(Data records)
____

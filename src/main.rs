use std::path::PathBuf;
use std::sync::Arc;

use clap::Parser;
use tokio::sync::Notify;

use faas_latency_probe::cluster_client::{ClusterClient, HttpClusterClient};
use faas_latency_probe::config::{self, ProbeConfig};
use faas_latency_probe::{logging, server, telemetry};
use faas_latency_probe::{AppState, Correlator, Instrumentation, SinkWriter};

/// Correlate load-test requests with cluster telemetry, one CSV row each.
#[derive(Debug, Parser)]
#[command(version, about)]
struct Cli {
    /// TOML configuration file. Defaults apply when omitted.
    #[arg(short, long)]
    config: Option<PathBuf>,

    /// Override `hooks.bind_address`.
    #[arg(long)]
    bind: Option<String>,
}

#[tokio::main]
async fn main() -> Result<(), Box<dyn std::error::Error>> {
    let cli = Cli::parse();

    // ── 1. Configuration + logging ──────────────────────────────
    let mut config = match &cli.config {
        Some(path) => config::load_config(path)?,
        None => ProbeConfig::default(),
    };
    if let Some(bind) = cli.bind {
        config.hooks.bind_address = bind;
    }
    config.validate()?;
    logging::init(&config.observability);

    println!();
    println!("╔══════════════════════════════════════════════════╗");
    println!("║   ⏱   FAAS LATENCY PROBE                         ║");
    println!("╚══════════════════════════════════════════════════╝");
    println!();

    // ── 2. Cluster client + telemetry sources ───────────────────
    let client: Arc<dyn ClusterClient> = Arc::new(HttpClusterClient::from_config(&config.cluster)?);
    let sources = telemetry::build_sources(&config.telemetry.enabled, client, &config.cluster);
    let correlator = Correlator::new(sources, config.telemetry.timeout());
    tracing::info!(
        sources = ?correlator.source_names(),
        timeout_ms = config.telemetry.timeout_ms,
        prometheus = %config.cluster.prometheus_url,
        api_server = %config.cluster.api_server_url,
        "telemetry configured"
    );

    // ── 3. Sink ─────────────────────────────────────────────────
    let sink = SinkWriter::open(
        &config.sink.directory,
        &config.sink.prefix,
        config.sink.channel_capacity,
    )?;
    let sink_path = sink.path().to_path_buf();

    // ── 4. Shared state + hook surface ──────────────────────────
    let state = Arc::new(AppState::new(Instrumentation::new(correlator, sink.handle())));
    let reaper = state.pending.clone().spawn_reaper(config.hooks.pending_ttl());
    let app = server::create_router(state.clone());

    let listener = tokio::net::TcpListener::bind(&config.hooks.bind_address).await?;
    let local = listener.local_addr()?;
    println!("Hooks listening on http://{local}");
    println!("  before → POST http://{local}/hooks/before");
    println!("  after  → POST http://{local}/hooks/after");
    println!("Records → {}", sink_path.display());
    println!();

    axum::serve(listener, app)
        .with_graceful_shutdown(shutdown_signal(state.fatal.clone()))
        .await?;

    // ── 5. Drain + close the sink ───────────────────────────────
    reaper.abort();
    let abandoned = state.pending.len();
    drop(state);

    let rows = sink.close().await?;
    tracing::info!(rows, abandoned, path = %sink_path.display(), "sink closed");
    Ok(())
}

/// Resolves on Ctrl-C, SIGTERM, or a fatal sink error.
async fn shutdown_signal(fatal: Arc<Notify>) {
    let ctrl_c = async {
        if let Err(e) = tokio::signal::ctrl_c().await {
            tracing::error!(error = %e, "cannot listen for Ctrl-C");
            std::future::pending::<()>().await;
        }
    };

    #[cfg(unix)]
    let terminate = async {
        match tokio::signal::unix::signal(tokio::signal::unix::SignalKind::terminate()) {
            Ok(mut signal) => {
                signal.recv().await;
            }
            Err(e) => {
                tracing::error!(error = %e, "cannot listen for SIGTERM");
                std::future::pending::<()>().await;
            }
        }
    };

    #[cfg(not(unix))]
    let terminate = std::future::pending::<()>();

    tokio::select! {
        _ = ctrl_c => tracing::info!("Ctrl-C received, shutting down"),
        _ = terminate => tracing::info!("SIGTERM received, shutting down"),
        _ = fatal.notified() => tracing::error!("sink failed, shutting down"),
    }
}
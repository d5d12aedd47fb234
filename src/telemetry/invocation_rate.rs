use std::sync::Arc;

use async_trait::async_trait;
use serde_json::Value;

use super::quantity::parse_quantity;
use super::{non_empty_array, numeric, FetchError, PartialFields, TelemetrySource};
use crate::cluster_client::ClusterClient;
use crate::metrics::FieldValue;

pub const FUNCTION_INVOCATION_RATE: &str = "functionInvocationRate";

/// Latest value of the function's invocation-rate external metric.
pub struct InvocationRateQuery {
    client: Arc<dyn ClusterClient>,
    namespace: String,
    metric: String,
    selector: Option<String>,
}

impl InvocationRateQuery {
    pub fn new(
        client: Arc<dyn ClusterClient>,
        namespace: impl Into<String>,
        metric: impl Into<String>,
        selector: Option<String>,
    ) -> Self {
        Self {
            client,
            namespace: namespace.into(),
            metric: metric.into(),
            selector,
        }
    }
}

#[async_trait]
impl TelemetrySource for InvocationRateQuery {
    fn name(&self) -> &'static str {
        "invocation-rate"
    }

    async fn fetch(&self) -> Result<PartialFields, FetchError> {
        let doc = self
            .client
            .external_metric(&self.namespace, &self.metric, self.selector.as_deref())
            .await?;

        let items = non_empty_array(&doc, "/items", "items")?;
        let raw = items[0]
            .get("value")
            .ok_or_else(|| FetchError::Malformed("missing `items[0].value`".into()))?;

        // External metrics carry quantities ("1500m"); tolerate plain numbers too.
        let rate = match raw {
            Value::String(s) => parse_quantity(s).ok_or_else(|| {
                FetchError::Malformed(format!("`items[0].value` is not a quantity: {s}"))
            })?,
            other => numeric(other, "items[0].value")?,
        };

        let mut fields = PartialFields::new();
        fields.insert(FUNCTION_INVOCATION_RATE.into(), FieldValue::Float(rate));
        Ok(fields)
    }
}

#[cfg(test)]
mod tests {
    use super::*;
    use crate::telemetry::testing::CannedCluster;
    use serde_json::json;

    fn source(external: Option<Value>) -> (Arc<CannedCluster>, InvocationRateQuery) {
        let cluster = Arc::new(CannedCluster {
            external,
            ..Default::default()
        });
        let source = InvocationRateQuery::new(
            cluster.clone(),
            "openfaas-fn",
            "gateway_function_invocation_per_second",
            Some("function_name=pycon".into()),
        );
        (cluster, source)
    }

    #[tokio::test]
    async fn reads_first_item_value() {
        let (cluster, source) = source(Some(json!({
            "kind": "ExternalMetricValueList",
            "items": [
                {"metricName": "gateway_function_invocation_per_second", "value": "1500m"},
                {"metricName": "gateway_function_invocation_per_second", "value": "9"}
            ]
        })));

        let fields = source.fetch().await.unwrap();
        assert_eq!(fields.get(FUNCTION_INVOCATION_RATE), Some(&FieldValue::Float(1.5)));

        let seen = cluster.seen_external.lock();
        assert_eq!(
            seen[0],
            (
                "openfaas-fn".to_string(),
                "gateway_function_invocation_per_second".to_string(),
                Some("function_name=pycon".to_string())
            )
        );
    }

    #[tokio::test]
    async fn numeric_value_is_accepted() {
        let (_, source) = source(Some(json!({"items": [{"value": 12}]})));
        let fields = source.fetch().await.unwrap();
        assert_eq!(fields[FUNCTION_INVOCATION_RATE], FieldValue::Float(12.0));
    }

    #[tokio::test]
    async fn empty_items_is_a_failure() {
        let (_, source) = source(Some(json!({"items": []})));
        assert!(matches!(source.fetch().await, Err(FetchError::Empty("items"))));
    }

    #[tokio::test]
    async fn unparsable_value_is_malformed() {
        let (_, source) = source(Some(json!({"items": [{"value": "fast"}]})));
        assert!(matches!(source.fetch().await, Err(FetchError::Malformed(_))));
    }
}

____

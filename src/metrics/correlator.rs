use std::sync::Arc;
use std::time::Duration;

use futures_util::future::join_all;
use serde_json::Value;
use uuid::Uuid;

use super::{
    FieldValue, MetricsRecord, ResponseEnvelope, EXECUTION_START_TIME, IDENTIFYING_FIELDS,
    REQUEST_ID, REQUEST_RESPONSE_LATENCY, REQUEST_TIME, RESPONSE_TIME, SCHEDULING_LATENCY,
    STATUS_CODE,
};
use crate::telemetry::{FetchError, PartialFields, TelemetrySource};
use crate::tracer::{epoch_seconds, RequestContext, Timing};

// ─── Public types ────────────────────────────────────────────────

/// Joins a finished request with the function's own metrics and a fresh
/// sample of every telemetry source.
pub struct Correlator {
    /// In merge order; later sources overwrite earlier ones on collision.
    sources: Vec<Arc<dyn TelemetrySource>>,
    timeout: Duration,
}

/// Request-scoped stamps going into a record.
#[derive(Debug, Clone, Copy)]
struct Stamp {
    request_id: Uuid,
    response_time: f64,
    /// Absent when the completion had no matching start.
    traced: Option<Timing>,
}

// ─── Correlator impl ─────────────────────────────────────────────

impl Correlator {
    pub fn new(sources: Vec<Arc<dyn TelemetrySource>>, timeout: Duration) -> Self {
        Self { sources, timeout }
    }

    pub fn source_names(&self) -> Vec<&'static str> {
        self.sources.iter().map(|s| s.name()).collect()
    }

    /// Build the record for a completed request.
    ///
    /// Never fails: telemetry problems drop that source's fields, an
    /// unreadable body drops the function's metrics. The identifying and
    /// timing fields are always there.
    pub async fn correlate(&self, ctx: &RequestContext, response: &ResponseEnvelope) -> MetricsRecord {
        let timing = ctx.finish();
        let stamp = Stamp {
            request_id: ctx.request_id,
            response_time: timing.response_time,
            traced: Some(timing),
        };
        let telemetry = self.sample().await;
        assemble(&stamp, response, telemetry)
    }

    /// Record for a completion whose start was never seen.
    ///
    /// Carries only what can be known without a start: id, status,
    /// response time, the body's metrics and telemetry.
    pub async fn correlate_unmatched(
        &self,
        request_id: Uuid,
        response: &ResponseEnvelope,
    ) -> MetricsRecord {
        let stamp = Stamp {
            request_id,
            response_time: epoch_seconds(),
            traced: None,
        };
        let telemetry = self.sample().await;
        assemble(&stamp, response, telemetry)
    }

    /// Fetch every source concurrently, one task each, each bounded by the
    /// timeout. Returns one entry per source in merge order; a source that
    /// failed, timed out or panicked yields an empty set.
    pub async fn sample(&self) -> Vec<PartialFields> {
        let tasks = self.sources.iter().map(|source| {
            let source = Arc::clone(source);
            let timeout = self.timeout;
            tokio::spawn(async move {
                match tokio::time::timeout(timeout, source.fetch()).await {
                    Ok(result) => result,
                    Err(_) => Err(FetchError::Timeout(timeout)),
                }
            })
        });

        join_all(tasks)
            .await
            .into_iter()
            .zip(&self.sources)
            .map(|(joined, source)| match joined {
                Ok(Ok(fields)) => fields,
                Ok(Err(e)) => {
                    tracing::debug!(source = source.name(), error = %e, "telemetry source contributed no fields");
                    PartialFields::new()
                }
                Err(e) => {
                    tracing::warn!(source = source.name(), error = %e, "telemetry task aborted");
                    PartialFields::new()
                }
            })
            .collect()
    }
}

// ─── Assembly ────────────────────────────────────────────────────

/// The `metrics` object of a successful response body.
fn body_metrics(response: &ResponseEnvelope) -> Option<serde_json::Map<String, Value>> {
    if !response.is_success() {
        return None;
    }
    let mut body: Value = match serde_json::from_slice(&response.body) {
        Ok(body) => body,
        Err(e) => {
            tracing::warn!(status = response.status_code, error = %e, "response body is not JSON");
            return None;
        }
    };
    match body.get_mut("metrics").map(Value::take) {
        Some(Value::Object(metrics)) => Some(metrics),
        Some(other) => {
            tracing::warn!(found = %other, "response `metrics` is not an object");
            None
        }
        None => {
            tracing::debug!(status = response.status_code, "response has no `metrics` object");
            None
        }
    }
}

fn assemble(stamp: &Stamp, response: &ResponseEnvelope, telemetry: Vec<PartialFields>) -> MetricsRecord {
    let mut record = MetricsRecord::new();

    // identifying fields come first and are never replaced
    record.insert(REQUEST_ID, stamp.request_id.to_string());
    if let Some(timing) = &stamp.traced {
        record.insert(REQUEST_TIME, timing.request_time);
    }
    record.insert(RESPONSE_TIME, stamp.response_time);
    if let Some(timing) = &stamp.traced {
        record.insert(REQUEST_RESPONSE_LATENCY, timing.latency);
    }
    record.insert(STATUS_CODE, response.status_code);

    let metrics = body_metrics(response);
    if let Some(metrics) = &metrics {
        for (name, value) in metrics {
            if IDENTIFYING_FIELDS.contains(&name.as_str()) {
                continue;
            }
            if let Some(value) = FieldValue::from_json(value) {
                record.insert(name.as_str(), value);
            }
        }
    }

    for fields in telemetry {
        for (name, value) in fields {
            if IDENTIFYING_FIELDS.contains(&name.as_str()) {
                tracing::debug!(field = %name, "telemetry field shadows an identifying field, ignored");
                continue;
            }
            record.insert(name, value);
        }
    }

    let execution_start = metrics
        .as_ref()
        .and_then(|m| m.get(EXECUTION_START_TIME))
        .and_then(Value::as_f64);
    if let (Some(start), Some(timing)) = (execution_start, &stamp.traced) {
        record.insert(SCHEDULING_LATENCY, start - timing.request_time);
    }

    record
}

____

— WORK TASK —
Please return a copy of each line in the entries that has the string "when".

— EXERCISE RESPONSE —
    /// TOML configuration file. Defaults apply when omitted.
    /// Absent when the completion had no matching start.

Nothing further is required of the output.